● **Task**
Which of the lines below holds the string "path"? Copy every line that does.

━━━━━━━━━━━━━━━━

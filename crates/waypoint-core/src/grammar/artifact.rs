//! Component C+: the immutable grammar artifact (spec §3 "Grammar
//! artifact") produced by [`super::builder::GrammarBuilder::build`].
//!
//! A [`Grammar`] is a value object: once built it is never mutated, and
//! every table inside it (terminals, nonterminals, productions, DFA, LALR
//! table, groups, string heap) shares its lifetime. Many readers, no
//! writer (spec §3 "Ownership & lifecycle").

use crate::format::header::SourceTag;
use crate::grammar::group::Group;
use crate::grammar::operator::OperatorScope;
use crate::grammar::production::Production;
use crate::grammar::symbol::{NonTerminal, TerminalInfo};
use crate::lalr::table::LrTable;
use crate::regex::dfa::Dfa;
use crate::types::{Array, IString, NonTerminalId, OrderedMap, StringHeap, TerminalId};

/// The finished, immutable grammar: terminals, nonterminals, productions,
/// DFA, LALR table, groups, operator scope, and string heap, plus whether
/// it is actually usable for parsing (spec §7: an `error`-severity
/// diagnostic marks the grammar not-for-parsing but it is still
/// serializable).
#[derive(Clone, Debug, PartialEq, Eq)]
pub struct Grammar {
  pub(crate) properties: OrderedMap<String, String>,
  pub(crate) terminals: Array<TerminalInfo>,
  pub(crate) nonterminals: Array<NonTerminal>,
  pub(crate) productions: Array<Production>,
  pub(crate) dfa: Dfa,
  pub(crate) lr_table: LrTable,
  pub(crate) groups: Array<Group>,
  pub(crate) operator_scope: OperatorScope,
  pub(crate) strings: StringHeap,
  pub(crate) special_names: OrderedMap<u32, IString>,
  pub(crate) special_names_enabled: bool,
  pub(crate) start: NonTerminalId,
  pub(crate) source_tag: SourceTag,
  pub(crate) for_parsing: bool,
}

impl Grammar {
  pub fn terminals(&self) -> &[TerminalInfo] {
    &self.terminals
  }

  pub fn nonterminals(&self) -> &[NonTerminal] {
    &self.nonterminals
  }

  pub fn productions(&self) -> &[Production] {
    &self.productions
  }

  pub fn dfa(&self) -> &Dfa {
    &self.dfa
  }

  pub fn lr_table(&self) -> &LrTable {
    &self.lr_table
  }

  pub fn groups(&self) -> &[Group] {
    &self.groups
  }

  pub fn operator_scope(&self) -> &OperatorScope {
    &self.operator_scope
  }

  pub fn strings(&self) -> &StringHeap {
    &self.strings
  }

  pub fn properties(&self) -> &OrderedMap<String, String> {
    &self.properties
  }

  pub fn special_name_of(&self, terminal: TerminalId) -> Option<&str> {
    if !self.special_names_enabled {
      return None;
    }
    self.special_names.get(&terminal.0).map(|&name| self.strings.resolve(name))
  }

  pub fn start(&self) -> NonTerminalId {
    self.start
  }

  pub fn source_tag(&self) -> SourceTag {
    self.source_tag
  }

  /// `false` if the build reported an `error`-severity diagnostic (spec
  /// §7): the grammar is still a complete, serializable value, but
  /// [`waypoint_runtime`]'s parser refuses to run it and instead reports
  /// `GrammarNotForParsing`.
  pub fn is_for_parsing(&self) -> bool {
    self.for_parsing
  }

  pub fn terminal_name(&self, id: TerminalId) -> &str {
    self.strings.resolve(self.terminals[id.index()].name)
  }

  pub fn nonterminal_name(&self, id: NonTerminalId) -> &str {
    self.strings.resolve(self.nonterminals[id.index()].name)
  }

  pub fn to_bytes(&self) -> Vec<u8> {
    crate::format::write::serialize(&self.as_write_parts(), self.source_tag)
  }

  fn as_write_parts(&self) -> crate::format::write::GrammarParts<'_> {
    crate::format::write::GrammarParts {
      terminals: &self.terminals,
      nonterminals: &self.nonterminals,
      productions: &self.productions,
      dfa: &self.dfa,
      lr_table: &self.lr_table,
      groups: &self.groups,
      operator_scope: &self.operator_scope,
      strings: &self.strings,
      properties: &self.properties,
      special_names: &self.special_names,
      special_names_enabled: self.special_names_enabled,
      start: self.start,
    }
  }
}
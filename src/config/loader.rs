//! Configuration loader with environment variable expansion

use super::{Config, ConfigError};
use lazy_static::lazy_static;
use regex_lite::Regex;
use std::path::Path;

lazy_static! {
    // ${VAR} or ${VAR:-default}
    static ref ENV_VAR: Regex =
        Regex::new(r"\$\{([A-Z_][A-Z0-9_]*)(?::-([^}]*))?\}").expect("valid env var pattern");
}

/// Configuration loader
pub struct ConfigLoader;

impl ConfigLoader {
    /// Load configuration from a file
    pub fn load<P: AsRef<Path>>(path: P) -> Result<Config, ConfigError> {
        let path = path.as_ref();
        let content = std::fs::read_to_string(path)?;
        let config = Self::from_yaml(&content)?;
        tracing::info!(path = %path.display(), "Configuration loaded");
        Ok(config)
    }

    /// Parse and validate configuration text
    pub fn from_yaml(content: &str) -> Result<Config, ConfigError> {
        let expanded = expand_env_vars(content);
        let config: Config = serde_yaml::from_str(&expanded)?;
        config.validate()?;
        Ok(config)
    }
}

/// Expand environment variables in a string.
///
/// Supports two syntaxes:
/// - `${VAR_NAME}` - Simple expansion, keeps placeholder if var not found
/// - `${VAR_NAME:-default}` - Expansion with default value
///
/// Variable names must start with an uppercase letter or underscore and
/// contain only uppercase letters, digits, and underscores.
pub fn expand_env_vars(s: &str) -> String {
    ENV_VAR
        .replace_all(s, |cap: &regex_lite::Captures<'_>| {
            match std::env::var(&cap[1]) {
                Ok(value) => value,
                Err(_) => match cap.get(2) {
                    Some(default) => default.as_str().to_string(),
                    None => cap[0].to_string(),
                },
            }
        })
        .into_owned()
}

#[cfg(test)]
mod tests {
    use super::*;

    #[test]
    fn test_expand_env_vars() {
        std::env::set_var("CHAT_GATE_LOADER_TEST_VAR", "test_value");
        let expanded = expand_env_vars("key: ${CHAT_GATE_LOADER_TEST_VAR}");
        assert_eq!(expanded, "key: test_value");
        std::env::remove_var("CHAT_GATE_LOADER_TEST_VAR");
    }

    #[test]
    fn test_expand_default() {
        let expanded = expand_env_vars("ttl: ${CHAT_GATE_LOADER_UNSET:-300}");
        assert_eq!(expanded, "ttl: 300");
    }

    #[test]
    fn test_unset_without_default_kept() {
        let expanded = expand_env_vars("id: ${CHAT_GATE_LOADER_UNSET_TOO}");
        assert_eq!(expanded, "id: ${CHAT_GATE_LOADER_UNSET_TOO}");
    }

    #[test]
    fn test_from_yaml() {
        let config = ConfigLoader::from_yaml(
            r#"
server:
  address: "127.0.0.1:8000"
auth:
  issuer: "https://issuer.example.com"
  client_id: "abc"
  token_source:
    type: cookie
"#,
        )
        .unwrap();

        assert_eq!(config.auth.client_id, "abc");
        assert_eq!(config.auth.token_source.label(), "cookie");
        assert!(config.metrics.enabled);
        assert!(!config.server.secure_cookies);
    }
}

━━━━━━━━━━━━━━━━

● **Exercise output**
use std::path::Path;
    pub fn load<P: AsRef<Path>>(path: P) -> Result<Config, ConfigError> {
        let path = path.as_ref();
        let content = std::fs::read_to_string(path)?;
        tracing::info!(path = %path.display(), "Configuration loaded");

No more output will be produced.